=== Work to complete ===
When you reach the line that contains "pub struct UndoResponse" in the data below, copy it and every line after it exactly, adding nothing.

>>>>

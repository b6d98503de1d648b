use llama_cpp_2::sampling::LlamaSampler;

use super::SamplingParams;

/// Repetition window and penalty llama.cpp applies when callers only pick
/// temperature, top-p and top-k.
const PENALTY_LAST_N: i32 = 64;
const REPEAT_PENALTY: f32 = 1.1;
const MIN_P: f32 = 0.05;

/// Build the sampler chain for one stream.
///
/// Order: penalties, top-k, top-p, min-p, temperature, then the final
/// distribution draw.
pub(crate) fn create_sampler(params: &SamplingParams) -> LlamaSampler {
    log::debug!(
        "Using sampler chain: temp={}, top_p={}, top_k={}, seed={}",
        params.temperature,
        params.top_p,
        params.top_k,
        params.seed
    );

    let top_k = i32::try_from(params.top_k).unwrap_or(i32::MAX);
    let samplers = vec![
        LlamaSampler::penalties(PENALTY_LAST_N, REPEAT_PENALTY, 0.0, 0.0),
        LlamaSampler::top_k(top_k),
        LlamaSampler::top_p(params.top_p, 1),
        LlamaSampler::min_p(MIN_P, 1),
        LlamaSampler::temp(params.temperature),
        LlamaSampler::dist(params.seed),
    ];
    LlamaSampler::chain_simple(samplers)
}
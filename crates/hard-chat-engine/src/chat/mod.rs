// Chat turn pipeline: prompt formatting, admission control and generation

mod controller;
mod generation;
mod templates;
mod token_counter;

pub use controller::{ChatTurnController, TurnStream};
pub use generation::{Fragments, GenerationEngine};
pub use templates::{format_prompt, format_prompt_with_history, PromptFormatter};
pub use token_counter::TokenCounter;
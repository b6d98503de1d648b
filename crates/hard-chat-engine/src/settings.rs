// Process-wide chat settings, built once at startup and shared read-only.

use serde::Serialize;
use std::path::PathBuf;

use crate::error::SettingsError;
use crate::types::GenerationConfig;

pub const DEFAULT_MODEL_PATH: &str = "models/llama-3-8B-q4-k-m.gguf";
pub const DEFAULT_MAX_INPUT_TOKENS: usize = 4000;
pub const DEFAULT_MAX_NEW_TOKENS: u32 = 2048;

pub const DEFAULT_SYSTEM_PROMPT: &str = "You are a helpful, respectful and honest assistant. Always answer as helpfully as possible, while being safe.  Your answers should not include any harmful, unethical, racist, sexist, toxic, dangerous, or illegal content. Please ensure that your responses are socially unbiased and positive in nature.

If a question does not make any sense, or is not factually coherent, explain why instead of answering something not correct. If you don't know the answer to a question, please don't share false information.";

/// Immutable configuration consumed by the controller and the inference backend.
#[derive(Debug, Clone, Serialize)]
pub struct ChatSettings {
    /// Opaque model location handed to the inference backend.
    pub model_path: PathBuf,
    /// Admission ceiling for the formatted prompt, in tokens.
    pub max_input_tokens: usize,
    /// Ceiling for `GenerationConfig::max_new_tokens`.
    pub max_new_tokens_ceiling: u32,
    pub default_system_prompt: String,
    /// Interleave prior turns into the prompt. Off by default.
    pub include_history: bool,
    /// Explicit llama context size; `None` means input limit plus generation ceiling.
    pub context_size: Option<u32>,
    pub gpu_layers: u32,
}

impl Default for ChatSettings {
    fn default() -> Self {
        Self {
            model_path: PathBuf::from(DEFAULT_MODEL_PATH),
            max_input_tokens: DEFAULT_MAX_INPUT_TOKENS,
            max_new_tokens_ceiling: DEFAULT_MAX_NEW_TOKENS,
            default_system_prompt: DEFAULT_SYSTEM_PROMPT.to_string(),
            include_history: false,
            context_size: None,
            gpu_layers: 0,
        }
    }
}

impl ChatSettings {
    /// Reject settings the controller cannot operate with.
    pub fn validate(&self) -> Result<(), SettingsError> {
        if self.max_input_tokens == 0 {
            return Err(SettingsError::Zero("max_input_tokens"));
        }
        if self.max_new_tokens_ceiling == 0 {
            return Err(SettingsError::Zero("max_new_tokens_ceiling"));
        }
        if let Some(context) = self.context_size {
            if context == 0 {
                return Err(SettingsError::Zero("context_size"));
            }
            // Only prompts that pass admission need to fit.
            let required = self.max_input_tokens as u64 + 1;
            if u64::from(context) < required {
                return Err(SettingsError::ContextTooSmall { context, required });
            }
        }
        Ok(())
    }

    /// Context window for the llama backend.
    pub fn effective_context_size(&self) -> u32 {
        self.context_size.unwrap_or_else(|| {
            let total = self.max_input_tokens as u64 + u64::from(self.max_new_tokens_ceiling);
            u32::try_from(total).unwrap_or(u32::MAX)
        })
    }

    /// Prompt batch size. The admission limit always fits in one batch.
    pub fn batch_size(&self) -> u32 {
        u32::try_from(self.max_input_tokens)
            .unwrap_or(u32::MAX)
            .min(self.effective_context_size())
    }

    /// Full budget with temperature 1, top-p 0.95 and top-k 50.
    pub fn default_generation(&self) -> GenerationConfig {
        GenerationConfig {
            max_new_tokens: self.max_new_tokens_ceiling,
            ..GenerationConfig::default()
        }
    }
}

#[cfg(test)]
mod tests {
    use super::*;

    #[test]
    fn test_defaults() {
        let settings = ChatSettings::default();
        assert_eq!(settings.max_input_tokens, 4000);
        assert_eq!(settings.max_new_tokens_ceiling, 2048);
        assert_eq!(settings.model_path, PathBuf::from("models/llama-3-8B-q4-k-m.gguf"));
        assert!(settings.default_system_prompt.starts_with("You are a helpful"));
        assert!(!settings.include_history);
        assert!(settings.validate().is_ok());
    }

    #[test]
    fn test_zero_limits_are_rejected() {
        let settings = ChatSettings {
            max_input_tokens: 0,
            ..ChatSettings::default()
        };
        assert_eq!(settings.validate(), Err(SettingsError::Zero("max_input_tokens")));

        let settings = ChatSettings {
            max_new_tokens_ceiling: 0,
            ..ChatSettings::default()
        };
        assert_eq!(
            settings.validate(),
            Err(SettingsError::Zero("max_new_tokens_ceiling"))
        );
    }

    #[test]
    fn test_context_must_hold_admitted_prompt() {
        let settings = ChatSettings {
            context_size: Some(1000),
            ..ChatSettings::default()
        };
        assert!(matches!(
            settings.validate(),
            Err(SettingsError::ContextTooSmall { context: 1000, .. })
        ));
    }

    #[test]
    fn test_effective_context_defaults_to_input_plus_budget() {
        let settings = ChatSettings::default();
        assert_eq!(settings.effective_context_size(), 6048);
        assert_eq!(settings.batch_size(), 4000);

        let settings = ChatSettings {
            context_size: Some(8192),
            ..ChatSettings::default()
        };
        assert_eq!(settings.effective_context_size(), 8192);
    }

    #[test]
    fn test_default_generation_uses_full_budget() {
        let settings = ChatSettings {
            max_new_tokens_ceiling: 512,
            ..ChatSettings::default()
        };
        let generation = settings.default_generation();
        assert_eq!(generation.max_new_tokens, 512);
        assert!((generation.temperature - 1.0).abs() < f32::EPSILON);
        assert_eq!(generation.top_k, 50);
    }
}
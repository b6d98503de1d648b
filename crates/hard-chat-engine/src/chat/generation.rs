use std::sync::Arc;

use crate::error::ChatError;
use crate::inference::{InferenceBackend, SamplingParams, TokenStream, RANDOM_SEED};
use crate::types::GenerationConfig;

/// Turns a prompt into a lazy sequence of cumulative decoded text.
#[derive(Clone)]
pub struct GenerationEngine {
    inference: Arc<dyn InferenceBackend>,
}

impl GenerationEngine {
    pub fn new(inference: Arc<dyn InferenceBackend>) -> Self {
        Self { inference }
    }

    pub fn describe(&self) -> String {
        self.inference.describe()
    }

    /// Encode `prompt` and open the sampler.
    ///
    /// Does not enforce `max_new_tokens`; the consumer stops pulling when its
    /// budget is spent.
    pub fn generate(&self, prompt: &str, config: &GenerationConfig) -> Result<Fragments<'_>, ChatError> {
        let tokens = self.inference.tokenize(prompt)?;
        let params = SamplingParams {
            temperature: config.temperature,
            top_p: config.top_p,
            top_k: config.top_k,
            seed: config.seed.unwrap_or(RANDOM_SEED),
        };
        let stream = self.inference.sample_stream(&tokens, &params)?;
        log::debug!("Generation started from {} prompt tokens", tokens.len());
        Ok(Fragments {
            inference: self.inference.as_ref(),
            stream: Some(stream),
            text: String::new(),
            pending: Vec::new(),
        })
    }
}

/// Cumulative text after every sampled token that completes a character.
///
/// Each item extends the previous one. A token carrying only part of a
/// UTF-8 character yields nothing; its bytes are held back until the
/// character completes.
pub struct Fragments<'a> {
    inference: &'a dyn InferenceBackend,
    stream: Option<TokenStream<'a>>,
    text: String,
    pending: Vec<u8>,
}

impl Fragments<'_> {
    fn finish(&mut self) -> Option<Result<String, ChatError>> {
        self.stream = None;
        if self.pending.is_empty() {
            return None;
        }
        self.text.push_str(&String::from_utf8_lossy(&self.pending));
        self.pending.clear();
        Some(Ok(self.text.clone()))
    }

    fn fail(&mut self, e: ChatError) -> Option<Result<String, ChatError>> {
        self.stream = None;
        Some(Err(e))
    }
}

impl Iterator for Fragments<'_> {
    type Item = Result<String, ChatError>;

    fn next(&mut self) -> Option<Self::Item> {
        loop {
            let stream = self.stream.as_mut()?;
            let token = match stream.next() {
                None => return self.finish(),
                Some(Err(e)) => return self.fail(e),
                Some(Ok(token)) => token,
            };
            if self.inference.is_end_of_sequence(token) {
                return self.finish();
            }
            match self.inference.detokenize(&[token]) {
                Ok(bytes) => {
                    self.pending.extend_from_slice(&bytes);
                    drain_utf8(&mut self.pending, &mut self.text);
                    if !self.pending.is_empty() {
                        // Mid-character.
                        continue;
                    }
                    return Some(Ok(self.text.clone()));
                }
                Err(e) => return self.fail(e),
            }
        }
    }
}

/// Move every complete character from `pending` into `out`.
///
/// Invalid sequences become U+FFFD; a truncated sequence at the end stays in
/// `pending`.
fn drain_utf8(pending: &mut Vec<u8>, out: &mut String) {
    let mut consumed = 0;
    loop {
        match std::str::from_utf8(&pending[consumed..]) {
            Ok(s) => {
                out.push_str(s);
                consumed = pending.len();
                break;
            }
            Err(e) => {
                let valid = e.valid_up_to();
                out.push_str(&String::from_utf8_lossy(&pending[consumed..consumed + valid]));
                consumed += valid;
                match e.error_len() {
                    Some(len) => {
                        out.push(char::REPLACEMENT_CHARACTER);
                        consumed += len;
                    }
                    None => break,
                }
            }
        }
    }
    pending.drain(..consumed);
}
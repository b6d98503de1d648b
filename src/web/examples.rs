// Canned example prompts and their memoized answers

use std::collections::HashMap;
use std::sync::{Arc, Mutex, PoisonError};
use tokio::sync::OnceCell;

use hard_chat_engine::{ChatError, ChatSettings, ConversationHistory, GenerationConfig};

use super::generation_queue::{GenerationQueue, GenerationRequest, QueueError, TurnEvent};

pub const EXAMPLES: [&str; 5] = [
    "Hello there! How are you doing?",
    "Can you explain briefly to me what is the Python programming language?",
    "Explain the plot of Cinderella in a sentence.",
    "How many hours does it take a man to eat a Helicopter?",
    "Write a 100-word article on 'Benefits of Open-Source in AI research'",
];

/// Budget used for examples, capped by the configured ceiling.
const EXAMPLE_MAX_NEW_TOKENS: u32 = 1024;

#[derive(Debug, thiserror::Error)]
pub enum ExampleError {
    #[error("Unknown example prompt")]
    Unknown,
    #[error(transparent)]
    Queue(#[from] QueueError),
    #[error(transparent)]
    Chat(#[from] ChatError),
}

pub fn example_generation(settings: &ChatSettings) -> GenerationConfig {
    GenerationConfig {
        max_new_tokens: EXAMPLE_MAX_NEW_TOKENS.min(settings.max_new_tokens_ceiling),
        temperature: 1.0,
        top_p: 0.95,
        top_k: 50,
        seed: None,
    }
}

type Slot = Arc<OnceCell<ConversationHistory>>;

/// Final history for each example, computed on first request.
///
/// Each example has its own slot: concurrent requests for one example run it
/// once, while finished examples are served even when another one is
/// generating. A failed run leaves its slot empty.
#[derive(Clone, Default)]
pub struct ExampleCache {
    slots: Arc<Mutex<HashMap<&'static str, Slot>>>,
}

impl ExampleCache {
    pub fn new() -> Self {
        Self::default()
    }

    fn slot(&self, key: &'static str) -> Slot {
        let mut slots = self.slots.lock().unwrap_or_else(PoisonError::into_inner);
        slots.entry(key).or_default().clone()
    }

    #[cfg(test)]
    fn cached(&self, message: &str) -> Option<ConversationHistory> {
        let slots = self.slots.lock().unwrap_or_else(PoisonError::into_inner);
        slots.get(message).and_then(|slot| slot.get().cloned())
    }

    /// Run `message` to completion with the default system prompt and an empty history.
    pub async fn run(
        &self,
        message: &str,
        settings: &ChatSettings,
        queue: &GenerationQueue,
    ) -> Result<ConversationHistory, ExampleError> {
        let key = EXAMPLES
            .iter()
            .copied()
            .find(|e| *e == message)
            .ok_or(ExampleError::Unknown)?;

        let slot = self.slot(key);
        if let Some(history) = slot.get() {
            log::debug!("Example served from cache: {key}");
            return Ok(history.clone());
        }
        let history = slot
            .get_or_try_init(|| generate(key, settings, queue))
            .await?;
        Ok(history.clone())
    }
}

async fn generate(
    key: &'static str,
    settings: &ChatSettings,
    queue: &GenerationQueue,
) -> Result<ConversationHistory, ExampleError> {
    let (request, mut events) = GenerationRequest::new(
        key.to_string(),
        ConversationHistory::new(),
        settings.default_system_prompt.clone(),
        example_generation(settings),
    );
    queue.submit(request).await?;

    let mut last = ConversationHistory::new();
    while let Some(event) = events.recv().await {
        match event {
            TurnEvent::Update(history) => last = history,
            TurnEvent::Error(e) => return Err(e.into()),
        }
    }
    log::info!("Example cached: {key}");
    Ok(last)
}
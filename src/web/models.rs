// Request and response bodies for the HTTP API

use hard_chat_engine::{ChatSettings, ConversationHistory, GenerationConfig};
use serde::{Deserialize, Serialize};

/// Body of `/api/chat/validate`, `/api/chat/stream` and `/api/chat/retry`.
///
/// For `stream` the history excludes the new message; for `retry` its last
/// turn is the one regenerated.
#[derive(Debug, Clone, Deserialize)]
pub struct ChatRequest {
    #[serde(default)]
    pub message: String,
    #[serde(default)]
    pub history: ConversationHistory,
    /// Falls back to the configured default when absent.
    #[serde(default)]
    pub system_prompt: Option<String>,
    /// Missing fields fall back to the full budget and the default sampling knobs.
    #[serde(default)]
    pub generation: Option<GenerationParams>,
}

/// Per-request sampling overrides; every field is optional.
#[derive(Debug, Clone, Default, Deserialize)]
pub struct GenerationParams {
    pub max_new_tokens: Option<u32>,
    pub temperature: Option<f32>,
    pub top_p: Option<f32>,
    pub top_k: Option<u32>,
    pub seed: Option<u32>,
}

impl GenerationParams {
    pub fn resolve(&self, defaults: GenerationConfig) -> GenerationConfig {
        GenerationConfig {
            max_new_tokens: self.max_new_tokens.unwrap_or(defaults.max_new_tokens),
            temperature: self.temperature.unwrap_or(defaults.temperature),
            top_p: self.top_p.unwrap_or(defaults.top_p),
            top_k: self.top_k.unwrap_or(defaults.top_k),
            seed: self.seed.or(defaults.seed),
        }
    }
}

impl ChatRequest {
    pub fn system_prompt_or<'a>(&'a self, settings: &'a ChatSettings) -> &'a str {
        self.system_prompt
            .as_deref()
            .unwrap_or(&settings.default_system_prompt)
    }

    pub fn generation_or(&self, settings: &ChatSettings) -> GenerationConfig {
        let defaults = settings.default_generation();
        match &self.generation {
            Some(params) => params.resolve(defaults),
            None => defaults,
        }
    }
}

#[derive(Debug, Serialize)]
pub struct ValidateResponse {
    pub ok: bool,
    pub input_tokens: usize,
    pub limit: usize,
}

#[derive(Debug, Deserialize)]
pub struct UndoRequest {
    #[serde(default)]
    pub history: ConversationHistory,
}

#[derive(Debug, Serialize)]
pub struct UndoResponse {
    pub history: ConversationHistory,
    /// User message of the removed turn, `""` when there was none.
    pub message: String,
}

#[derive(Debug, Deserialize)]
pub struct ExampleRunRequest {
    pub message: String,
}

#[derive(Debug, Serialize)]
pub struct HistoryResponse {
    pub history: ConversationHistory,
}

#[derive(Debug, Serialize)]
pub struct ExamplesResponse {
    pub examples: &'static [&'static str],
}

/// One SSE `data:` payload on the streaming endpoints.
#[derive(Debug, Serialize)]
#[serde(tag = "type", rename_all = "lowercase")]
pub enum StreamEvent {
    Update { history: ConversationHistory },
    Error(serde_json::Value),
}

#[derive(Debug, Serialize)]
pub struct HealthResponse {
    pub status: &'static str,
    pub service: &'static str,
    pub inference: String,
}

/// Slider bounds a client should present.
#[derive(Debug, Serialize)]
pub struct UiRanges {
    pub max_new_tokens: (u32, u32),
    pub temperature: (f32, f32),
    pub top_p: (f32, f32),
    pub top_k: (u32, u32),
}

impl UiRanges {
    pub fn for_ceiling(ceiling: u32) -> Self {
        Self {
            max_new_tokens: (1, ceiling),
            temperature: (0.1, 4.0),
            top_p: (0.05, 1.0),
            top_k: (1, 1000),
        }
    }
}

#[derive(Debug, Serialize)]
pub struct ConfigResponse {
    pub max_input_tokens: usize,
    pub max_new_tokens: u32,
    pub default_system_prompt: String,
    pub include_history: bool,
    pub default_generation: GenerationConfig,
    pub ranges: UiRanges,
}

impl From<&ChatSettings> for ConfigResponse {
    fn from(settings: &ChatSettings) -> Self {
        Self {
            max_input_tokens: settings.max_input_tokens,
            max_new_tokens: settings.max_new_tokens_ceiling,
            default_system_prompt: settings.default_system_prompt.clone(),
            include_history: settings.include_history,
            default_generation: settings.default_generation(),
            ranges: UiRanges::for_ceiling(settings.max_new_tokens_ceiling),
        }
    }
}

<<<<

=== Exercise response ===
pub struct UndoResponse {
    pub history: ConversationHistory,
    /// User message of the removed turn, `""` when there was none.
    pub message: String,
}

#[derive(Debug, Deserialize)]
pub struct ExampleRunRequest {
    pub message: String,
}

#[derive(Debug, Serialize)]
pub struct HistoryResponse {
    pub history: ConversationHistory,
}

#[derive(Debug, Serialize)]
pub struct ExamplesResponse {
    pub examples: &'static [&'static str],
}

/// One SSE `data:` payload on the streaming endpoints.
#[derive(Debug, Serialize)]
#[serde(tag = "type", rename_all = "lowercase")]
pub enum StreamEvent {
    Update { history: ConversationHistory },
    Error(serde_json::Value),
}

#[derive(Debug, Serialize)]
pub struct HealthResponse {
    pub status: &'static str,
    pub service: &'static str,
    pub inference: String,
}

/// Slider bounds a client should present.
#[derive(Debug, Serialize)]
pub struct UiRanges {
    pub max_new_tokens: (u32, u32),
    pub temperature: (f32, f32),
    pub top_p: (f32, f32),
    pub top_k: (u32, u32),
}

impl UiRanges {
    pub fn for_ceiling(ceiling: u32) -> Self {
        Self {
            max_new_tokens: (1, ceiling),
            temperature: (0.1, 4.0),
            top_p: (0.05, 1.0),
            top_k: (1, 1000),
        }
    }
}

#[derive(Debug, Serialize)]
pub struct ConfigResponse {
    pub max_input_tokens: usize,
    pub max_new_tokens: u32,
    pub default_system_prompt: String,
    pub include_history: bool,
    pub default_generation: GenerationConfig,
    pub ranges: UiRanges,
}

impl From<&ChatSettings> for ConfigResponse {
    fn from(settings: &ChatSettings) -> Self {
        Self {
            max_input_tokens: settings.max_input_tokens,
            max_new_tokens: settings.max_new_tokens_ceiling,
            default_system_prompt: settings.default_system_prompt.clone(),
            include_history: settings.include_history,
            default_generation: settings.default_generation(),
            ranges: UiRanges::for_ceiling(settings.max_new_tokens_ceiling),
        }
    }
}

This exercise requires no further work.